# Assignment
Go through the data below and return each line where the string "sample" appears.

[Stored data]
═══
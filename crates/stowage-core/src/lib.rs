// stowage-core: Reactive data layer and controllers between stowage-api
// and the presentation layer (TUI).

pub mod config;
pub mod convert;
pub mod error;
pub mod inventory;
pub mod model;
pub mod scan;
pub mod store;
pub mod stream;
pub mod submit;
pub mod view;

// ── Primary re-exports ──────────────────────────────────────────────
pub use config::{InventoryConfig, ScannerConfig};
pub use error::CoreError;
pub use inventory::{Inventory, LoadState};
pub use scan::{LineWedge, ScanBackend, ScanEvent, ScanSession, Scanner, ScannerState};
pub use store::Store;
pub use stream::EntityStream;
pub use submit::{
    NotifyOptions, PackageInput, PackageSubmission, RecipientMatch, UserRegistration,
    resolve_recipient,
};
pub use view::{PackageFilter, Summary};

// Re-export model types at the crate root for ergonomics.
pub use model::{Package, PackageStatus, Role, User};
use thiserror::Error;

/// Errors surfaced to the presentation layer.
///
/// [`CoreError::Rejected`] carries the backend's message verbatim so the
/// UI can show exactly what the server said (e.g. duplicate-ID conflicts).
#[derive(Debug, Error)]
pub enum CoreError {
    /// Local input validation failed before any network call.
    #[error("{message}")]
    Validation { message: String },

    /// An operation of this kind is already in flight.
    #[error("{operation} is already in progress")]
    Busy { operation: &'static str },

    /// The backend could not be reached at all.
    #[error("Could not connect to the inventory service: {message}")]
    Connection { message: String },

    /// The backend reached a decision and said no.
    #[error("{message}")]
    Rejected {
        message: String,
        status: Option<u16>,
    },

    /// Scanner hardware or session failure.
    #[error("scanner error: {message}")]
    Scanner { message: String },

    /// Configuration is missing or invalid.
    #[error("configuration error: {message}")]
    Config { message: String },

    #[error("internal error: {0}")]
    Internal(String),
}

impl CoreError {
    pub fn validation(message: impl Into<String>) -> Self {
        Self::Validation {
            message: message.into(),
        }
    }

    /// True when the failure is connectivity, not a backend decision.
    /// The UI uses this to switch to the "service unreachable" view.
    pub fn is_connection(&self) -> bool {
        matches!(self, Self::Connection { .. })
    }
}

impl From<stowage_api::Error> for CoreError {
    fn from(err: stowage_api::Error) -> Self {
        match err {
            stowage_api::Error::Transport(e) if e.is_connect() || e.is_timeout() => {
                Self::Connection {
                    message: e.to_string(),
                }
            }
            stowage_api::Error::Transport(e) => Self::Internal(e.to_string()),
            stowage_api::Error::InvalidUrl(e) => Self::Config {
                message: e.to_string(),
            },
            stowage_api::Error::Api { message, status } => Self::Rejected {
                message,
                status: Some(status),
            },
            stowage_api::Error::Deserialization { message, .. } => Self::Internal(message),
        }
    }
}

#[cfg(test)]
mod tests {
    use super::*;

    #[test]
    fn rejected_displays_backend_message_verbatim() {
        let err = CoreError::Rejected {
            message: "Package PKG-1 already exists".into(),
            status: Some(409),
        };
        assert_eq!(err.to_string(), "Package PKG-1 already exists");
    }

    #[test]
    fn api_error_translates_to_rejected() {
        let api = stowage_api::Error::Api {
            message: "no".into(),
            status: 400,
        };
        let core = CoreError::from(api);
        assert!(matches!(
            core,
            CoreError::Rejected {
                status: Some(400),
                ..
            }
        ));
    }
}
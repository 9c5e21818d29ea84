//! Data bridge — connects `stowage_core` streams to TUI actions.
//!
//! Runs as a background task: subscribes to the store's entity streams,
//! the load-state channel, and (when a scanner is configured) the scan
//! event channel, forwarding every change as an [`Action`] through the
//! TUI's action channel.

use tokio::sync::{mpsc, watch};
use tokio_util::sync::CancellationToken;
use tracing::debug;

use stowage_core::{Inventory, ScanEvent, ScannerState};

use crate::action::Action;

/// Forward store and scanner changes to the TUI until cancelled.
pub async fn run_data_bridge(
    inventory: Inventory,
    scan_events: Option<mpsc::UnboundedReceiver<ScanEvent>>,
    scan_state: Option<watch::Receiver<ScannerState>>,
    action_tx: mpsc::UnboundedSender<Action>,
    cancel: CancellationToken,
) {
    let mut packages = inventory.store().packages();
    let mut users = inventory.store().users();
    let mut load_state = inventory.load_state();

    // With no scanner configured these channels simply never fire; the
    // senders are parked here so the receivers stay open.
    let (_parked_events_tx, parked_events_rx) = mpsc::unbounded_channel();
    let mut scan_events = scan_events.unwrap_or(parked_events_rx);
    let (_parked_state_tx, parked_state_rx) = watch::channel(ScannerState::Idle);
    let mut scan_state = scan_state.unwrap_or(parked_state_rx);

    // Push initial snapshots so screens have data immediately
    let _ = action_tx.send(Action::PackagesUpdated(packages.current().clone()));
    let _ = action_tx.send(Action::UsersUpdated(users.current().clone()));
    let _ = action_tx.send(Action::LoadStateChanged(
        load_state.borrow_and_update().clone(),
    ));

    loop {
        tokio::select! {
            biased;

            () = cancel.cancelled() => break,

            Some(snapshot) = packages.changed() => {
                let _ = action_tx.send(Action::PackagesUpdated(snapshot));
            }
            Some(snapshot) = users.changed() => {
                let _ = action_tx.send(Action::UsersUpdated(snapshot));
            }
            Ok(()) = load_state.changed() => {
                let state = load_state.borrow_and_update().clone();
                let _ = action_tx.send(Action::LoadStateChanged(state));
            }
            Some(event) = scan_events.recv() => {
                let action = match event {
                    ScanEvent::Decoded(text) => Action::ScanDecoded(text),
                    ScanEvent::Failed(message) => Action::ScanFailed(message),
                };
                let _ = action_tx.send(action);
            }
            Ok(()) = scan_state.changed() => {
                let state = *scan_state.borrow_and_update();
                let _ = action_tx.send(Action::ScanStateChanged(state));
            }
        }
    }

    debug!("data bridge shut down");
}
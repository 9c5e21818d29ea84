//! Role-selection screen — the entry point of every session.
//!
//! Two-step flow: pick a role; the end-user role additionally asks for
//! the surname whose packages the session should show.

use color_eyre::eyre::Result;
use crossterm::event::{KeyCode, KeyEvent, KeyModifiers};
use ratatui::Frame;
use ratatui::layout::{Alignment, Constraint, Layout, Rect};
use ratatui::style::{Modifier, Style};
use ratatui::text::{Line, Span};
use ratatui::widgets::{Block, BorderType, Borders, Paragraph};

use crate::action::Action;
use crate::component::Component;
use crate::theme;
use crate::widgets::centered_rect;

#[derive(Debug, Clone, Copy, PartialEq, Eq)]
enum Step {
    PickRole,
    EnterSurname,
}

#[derive(Debug, Clone, Copy, PartialEq, Eq)]
enum RoleChoice {
    Admin,
    User,
}

impl RoleChoice {
    const ALL: [RoleChoice; 2] = [Self::Admin, Self::User];

    fn label(self) -> &'static str {
        match self {
            Self::Admin => "Administrator",
            Self::User => "User",
        }
    }

    fn description(self) -> &'static str {
        match self {
            Self::Admin => "Register packages and users, mark deliveries",
            Self::User => "View packages in storage for your surname",
        }
    }
}

pub struct LoginScreen {
    step: Step,
    selected: usize,
    surname_input: String,
    error: Option<String>,
}

impl LoginScreen {
    pub fn new() -> Self {
        Self {
            step: Step::PickRole,
            selected: 0,
            surname_input: String::new(),
            error: None,
        }
    }

    fn confirm(&mut self) -> Option<Action> {
        match self.step {
            Step::PickRole => match RoleChoice::ALL[self.selected] {
                RoleChoice::Admin => Some(Action::LoginAdmin),
                RoleChoice::User => {
                    self.step = Step::EnterSurname;
                    self.error = None;
                    None
                }
            },
            Step::EnterSurname => {
                let surname = self.surname_input.trim();
                if surname.is_empty() {
                    self.error = Some("A surname is required.".into());
                    return None;
                }
                Some(Action::LoginUser(surname.to_owned()))
            }
        }
    }
}

impl Component for LoginScreen {
    fn handle_key_event(&mut self, key: KeyEvent) -> Result<Option<Action>> {
        match self.step {
            Step::PickRole => match key.code {
                KeyCode::Char('q') => return Ok(Some(Action::Quit)),
                KeyCode::Up | KeyCode::Char('k') => {
                    self.selected = self.selected.saturating_sub(1);
                }
                KeyCode::Down | KeyCode::Char('j') => {
                    self.selected = (self.selected + 1).min(RoleChoice::ALL.len() - 1);
                }
                KeyCode::Enter => return Ok(self.confirm()),
                _ => {}
            },
            Step::EnterSurname => match key.code {
                KeyCode::Esc => {
                    self.step = Step::PickRole;
                    self.surname_input.clear();
                    self.error = None;
                }
                KeyCode::Enter => return Ok(self.confirm()),
                KeyCode::Backspace => {
                    self.surname_input.pop();
                }
                KeyCode::Char(c) if !key.modifiers.contains(KeyModifiers::CONTROL) => {
                    self.surname_input.push(c);
                }
                _ => {}
            },
        }
        Ok(None)
    }

    fn update(&mut self, action: &Action) -> Result<Option<Action>> {
        // Returning to the login screen resets the flow.
        if matches!(action, Action::Logout) {
            self.step = Step::PickRole;
            self.selected = 0;
            self.surname_input.clear();
            self.error = None;
        }
        Ok(None)
    }

    fn render(&self, frame: &mut Frame, area: Rect) {
        let panel = centered_rect(54, 14, area);

        frame.render_widget(
            Block::default().style(Style::default().bg(theme::BG_DARK)),
            panel,
        );

        let block = Block::default()
            .title(Line::from(Span::styled(" Stowage ", theme::title_style())))
            .title_alignment(Alignment::Center)
            .borders(Borders::ALL)
            .border_type(BorderType::Rounded)
            .border_style(theme::border_focused());
        let inner = block.inner(panel);
        frame.render_widget(block, panel);

        let layout = Layout::vertical([
            Constraint::Length(2),
            Constraint::Min(4),
            Constraint::Length(2),
        ])
        .split(inner);

        let heading = match self.step {
            Step::PickRole => "Who is using this terminal?",
            Step::EnterSurname => "Which surname are your packages under?",
        };
        frame.render_widget(
            Paragraph::new(Line::from(Span::styled(heading, theme::form_label())))
                .alignment(Alignment::Center),
            layout[0],
        );

        match self.step {
            Step::PickRole => self.render_roles(frame, layout[1]),
            Step::EnterSurname => self.render_surname(frame, layout[1]),
        }

        let hint = match self.step {
            Step::PickRole => " ↑/↓ select   Enter confirm   q quit",
            Step::EnterSurname => " Enter confirm   Esc back",
        };
        frame.render_widget(
            Paragraph::new(Line::from(Span::styled(hint, theme::key_hint()))),
            layout[2],
        );
    }
}

impl LoginScreen {
    fn render_roles(&self, frame: &mut Frame, area: Rect) {
        let lines: Vec<Line> = RoleChoice::ALL
            .iter()
            .enumerate()
            .flat_map(|(i, role)| {
                let marker = if i == self.selected { "› " } else { "  " };
                let style = if i == self.selected {
                    Style::default()
                        .fg(theme::AMBER)
                        .add_modifier(Modifier::BOLD)
                } else {
                    theme::table_row()
                };
                vec![
                    Line::from(Span::styled(format!("{marker}{}", role.label()), style)),
                    Line::from(Span::styled(
                        format!("    {}", role.description()),
                        theme::key_hint(),
                    )),
                ]
            })
            .collect();

        frame.render_widget(Paragraph::new(lines), area);
    }

    fn render_surname(&self, frame: &mut Frame, area: Rect) {
        let mut lines = vec![
            Line::from(vec![
                Span::styled("  Surname: ", theme::form_label()),
                Span::styled(
                    format!("{}█", self.surname_input),
                    Style::default().fg(theme::DIM_WHITE),
                ),
            ]),
            Line::from(""),
        ];
        if let Some(err) = &self.error {
            lines.push(Line::from(Span::styled(
                format!("  {err}"),
                theme::error_text(),
            )));
        }
        frame.render_widget(Paragraph::new(lines), area);
    }
}
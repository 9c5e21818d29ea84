// ── Read-side helpers ──
//
// Filtering and aggregation over package snapshots. Pure functions so
// both the admin and user screens share one implementation.

use std::sync::Arc;

use crate::model::Package;

/// Which packages a screen should show.
///
/// The admin dashboard uses `PackageFilter::default()` (everything);
/// the user dashboard restricts to in-storage packages addressed to
/// one surname.
#[derive(Debug, Clone, Default)]
pub struct PackageFilter {
    /// When set, only in-storage packages whose surname matches
    /// (ASCII case-insensitive) are included.
    pub surname: Option<String>,
}

impl PackageFilter {
    pub fn for_surname(surname: impl Into<String>) -> Self {
        Self {
            surname: Some(surname.into()),
        }
    }

    pub fn matches(&self, package: &Package) -> bool {
        match &self.surname {
            Some(surname) => {
                package.status.is_in_storage()
                    && package.surname.eq_ignore_ascii_case(surname)
            }
            None => true,
        }
    }

    /// Apply the filter to a snapshot, preserving snapshot order.
    pub fn apply(&self, snapshot: &[Arc<Package>]) -> Vec<Arc<Package>> {
        snapshot
            .iter()
            .filter(|p| self.matches(p))
            .map(Arc::clone)
            .collect()
    }
}

/// Aggregate figures shown above the package table. Always recomputed
/// from the filtered set, never cached.
#[derive(Debug, Clone, Copy, PartialEq, Default)]
pub struct Summary {
    pub package_count: usize,
    pub total_weight_kg: f64,
}

impl Summary {
    pub fn of(packages: &[Arc<Package>]) -> Self {
        Self {
            package_count: packages.len(),
            total_weight_kg: packages.iter().map(|p| p.weight_kg).sum(),
        }
    }
}

#[cfg(test)]
mod tests {
    use chrono::Utc;
    use pretty_assertions::assert_eq;

    use super::*;
    use crate::model::PackageStatus;

    fn package(id: &str, surname: &str, weight: f64, status: PackageStatus) -> Arc<Package> {
        Arc::new(Package {
            id: id.into(),
            surname: surname.into(),
            weight_kg: weight,
            arrival: Utc::now(),
            status,
        })
    }

    fn sample() -> Vec<Arc<Package>> {
        vec![
            package("PKG-1", "Rossi", 2.5, PackageStatus::InStorage),
            package("PKG-2", "Rossi", 1.0, PackageStatus::Delivered),
            package("PKG-3", "Bianchi", 0.5, PackageStatus::InStorage),
        ]
    }

    #[test]
    fn default_filter_keeps_everything() {
        let all = PackageFilter::default().apply(&sample());
        assert_eq!(all.len(), 3);
    }

    #[test]
    fn surname_filter_keeps_only_in_storage_matches() {
        let mine = PackageFilter::for_surname("rossi").apply(&sample());
        assert_eq!(mine.len(), 1);
        assert_eq!(mine[0].id, "PKG-1");
    }

    #[test]
    fn summary_counts_and_sums_weight() {
        let summary = Summary::of(&sample());
        assert_eq!(summary.package_count, 3);
        assert!((summary.total_weight_kg - 4.0).abs() < f64::EPSILON);
    }

    #[test]
    fn summary_of_empty_set_is_zero() {
        let summary = Summary::of(&[]);
        assert_eq!(summary.package_count, 0);
        assert!(summary.total_weight_kg.abs() < f64::EPSILON);
    }
}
═══
# Exercise solution
    fn sample() -> Vec<Arc<Package>> {
        let all = PackageFilter::default().apply(&sample());
        let mine = PackageFilter::for_surname("rossi").apply(&sample());
        let summary = Summary::of(&sample());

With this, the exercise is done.